What to work on ::
Your task is to output the entries below word for word.

Data provided ::
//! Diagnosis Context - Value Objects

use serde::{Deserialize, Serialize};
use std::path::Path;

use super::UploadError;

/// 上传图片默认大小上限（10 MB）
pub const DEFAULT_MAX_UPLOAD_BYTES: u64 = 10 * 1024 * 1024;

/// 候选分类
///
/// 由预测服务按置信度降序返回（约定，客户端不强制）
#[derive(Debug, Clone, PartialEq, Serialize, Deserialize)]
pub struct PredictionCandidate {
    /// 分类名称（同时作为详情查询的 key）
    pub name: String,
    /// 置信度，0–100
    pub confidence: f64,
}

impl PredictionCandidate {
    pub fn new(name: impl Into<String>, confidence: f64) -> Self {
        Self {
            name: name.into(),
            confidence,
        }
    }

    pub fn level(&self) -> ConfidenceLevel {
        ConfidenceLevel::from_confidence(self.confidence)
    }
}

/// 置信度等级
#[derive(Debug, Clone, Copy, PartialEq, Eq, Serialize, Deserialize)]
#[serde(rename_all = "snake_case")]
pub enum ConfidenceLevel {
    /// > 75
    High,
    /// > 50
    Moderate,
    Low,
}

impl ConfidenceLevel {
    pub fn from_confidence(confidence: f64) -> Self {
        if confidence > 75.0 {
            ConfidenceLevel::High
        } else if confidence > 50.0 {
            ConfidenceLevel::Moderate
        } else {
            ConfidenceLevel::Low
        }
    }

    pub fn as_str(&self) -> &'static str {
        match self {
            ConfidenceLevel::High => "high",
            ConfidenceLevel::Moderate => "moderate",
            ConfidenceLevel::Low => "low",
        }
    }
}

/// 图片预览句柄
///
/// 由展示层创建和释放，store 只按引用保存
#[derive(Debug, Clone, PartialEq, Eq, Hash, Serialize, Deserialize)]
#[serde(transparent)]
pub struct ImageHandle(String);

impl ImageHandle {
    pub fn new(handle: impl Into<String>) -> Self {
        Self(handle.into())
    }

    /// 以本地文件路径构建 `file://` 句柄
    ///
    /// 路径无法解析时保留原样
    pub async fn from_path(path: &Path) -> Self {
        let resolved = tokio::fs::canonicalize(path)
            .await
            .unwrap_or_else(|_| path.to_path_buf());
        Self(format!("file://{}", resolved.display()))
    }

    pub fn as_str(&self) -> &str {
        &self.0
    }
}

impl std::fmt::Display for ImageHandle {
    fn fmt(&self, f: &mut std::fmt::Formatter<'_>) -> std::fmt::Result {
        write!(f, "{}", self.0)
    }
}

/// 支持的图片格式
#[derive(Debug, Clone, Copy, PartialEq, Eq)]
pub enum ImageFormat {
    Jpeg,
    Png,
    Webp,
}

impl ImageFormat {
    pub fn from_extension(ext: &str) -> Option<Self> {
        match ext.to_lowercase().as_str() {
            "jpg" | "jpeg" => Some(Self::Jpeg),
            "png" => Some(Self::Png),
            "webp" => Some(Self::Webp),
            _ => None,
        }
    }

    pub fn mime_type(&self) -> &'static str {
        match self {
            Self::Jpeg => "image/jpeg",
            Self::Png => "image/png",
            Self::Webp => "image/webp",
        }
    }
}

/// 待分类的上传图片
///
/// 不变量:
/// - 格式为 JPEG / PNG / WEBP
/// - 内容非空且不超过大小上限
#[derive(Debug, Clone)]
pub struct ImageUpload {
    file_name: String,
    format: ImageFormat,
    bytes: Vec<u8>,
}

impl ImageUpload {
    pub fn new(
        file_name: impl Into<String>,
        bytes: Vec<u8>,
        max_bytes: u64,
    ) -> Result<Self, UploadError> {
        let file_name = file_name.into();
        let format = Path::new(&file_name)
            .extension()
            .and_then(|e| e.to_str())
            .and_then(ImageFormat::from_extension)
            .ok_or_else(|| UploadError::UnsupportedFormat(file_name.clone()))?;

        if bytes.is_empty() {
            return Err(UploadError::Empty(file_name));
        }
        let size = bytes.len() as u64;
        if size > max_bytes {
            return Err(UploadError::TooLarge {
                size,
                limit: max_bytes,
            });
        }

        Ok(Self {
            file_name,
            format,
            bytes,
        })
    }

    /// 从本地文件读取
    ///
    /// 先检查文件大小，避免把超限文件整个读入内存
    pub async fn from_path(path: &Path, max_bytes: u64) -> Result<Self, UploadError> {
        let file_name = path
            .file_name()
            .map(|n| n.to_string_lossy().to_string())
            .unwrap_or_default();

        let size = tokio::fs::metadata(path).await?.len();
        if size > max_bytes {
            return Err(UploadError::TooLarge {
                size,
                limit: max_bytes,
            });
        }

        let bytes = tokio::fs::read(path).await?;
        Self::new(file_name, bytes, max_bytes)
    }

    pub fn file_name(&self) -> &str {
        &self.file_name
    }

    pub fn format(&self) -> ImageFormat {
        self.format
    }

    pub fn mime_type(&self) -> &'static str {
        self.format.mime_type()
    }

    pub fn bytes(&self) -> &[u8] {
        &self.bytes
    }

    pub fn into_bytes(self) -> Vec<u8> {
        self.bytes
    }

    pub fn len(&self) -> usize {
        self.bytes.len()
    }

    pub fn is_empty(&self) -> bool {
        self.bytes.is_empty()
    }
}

Result of the task ::
//! Diagnosis Context - Value Objects

use serde::{Deserialize, Serialize};
use std::path::Path;

use super::UploadError;

/// 上传图片默认大小上限（10 MB）
pub const DEFAULT_MAX_UPLOAD_BYTES: u64 = 10 * 1024 * 1024;

/// 候选分类
///
/// 由预测服务按置信度降序返回（约定，客户端不强制）
#[derive(Debug, Clone, PartialEq, Serialize, Deserialize)]
pub struct PredictionCandidate {
    /// 分类名称（同时作为详情查询的 key）
    pub name: String,
    /// 置信度，0–100
    pub confidence: f64,
}

impl PredictionCandidate {
    pub fn new(name: impl Into<String>, confidence: f64) -> Self {
        Self {
            name: name.into(),
            confidence,
        }
    }

    pub fn level(&self) -> ConfidenceLevel {
        ConfidenceLevel::from_confidence(self.confidence)
    }
}

/// 置信度等级
#[derive(Debug, Clone, Copy, PartialEq, Eq, Serialize, Deserialize)]
#[serde(rename_all = "snake_case")]
pub enum ConfidenceLevel {
    /// > 75
    High,
    /// > 50
    Moderate,
    Low,
}

impl ConfidenceLevel {
    pub fn from_confidence(confidence: f64) -> Self {
        if confidence > 75.0 {
            ConfidenceLevel::High
        } else if confidence > 50.0 {
            ConfidenceLevel::Moderate
        } else {
            ConfidenceLevel::Low
        }
    }

    pub fn as_str(&self) -> &'static str {
        match self {
            ConfidenceLevel::High => "high",
            ConfidenceLevel::Moderate => "moderate",
            ConfidenceLevel::Low => "low",
        }
    }
}

/// 图片预览句柄
///
/// 由展示层创建和释放，store 只按引用保存
#[derive(Debug, Clone, PartialEq, Eq, Hash, Serialize, Deserialize)]
#[serde(transparent)]
pub struct ImageHandle(String);

impl ImageHandle {
    pub fn new(handle: impl Into<String>) -> Self {
        Self(handle.into())
    }

    /// 以本地文件路径构建 `file://` 句柄
    ///
    /// 路径无法解析时保留原样
    pub async fn from_path(path: &Path) -> Self {
        let resolved = tokio::fs::canonicalize(path)
            .await
            .unwrap_or_else(|_| path.to_path_buf());
        Self(format!("file://{}", resolved.display()))
    }

    pub fn as_str(&self) -> &str {
        &self.0
    }
}

impl std::fmt::Display for ImageHandle {
    fn fmt(&self, f: &mut std::fmt::Formatter<'_>) -> std::fmt::Result {
        write!(f, "{}", self.0)
    }
}

/// 支持的图片格式
#[derive(Debug, Clone, Copy, PartialEq, Eq)]
pub enum ImageFormat {
    Jpeg,
    Png,
    Webp,
}

impl ImageFormat {
    pub fn from_extension(ext: &str) -> Option<Self> {
        match ext.to_lowercase().as_str() {
            "jpg" | "jpeg" => Some(Self::Jpeg),
            "png" => Some(Self::Png),
            "webp" => Some(Self::Webp),
            _ => None,
        }
    }

    pub fn mime_type(&self) -> &'static str {
        match self {
            Self::Jpeg => "image/jpeg",
            Self::Png => "image/png",
            Self::Webp => "image/webp",
        }
    }
}

/// 待分类的上传图片
///
/// 不变量:
/// - 格式为 JPEG / PNG / WEBP
/// - 内容非空且不超过大小上限
#[derive(Debug, Clone)]
pub struct ImageUpload {
    file_name: String,
    format: ImageFormat,
    bytes: Vec<u8>,
}

impl ImageUpload {
    pub fn new(
        file_name: impl Into<String>,
        bytes: Vec<u8>,
        max_bytes: u64,
    ) -> Result<Self, UploadError> {
        let file_name = file_name.into();
        let format = Path::new(&file_name)
            .extension()
            .and_then(|e| e.to_str())
            .and_then(ImageFormat::from_extension)
            .ok_or_else(|| UploadError::UnsupportedFormat(file_name.clone()))?;

        if bytes.is_empty() {
            return Err(UploadError::Empty(file_name));
        }
        let size = bytes.len() as u64;
        if size > max_bytes {
            return Err(UploadError::TooLarge {
                size,
                limit: max_bytes,
            });
        }

        Ok(Self {
            file_name,
            format,
            bytes,
        })
    }

    /// 从本地文件读取
    ///
    /// 先检查文件大小，避免把超限文件整个读入内存
    pub async fn from_path(path: &Path, max_bytes: u64) -> Result<Self, UploadError> {
        let file_name = path
            .file_name()
            .map(|n| n.to_string_lossy().to_string())
            .unwrap_or_default();

        let size = tokio::fs::metadata(path).await?.len();
        if size > max_bytes {
            return Err(UploadError::TooLarge {
                size,
                limit: max_bytes,
            });
        }

        let bytes = tokio::fs::read(path).await?;
        Self::new(file_name, bytes, max_bytes)
    }

    pub fn file_name(&self) -> &str {
        &self.file_name
    }

    pub fn format(&self) -> ImageFormat {
        self.format
    }

    pub fn mime_type(&self) -> &'static str {
        self.format.mime_type()
    }

    pub fn bytes(&self) -> &[u8] {
        &self.bytes
    }

    pub fn into_bytes(self) -> Vec<u8> {
        self.bytes
    }

    pub fn len(&self) -> usize {
        self.bytes.len()
    }

    pub fn is_empty(&self) -> bool {
        self.bytes.is_empty()
    }
}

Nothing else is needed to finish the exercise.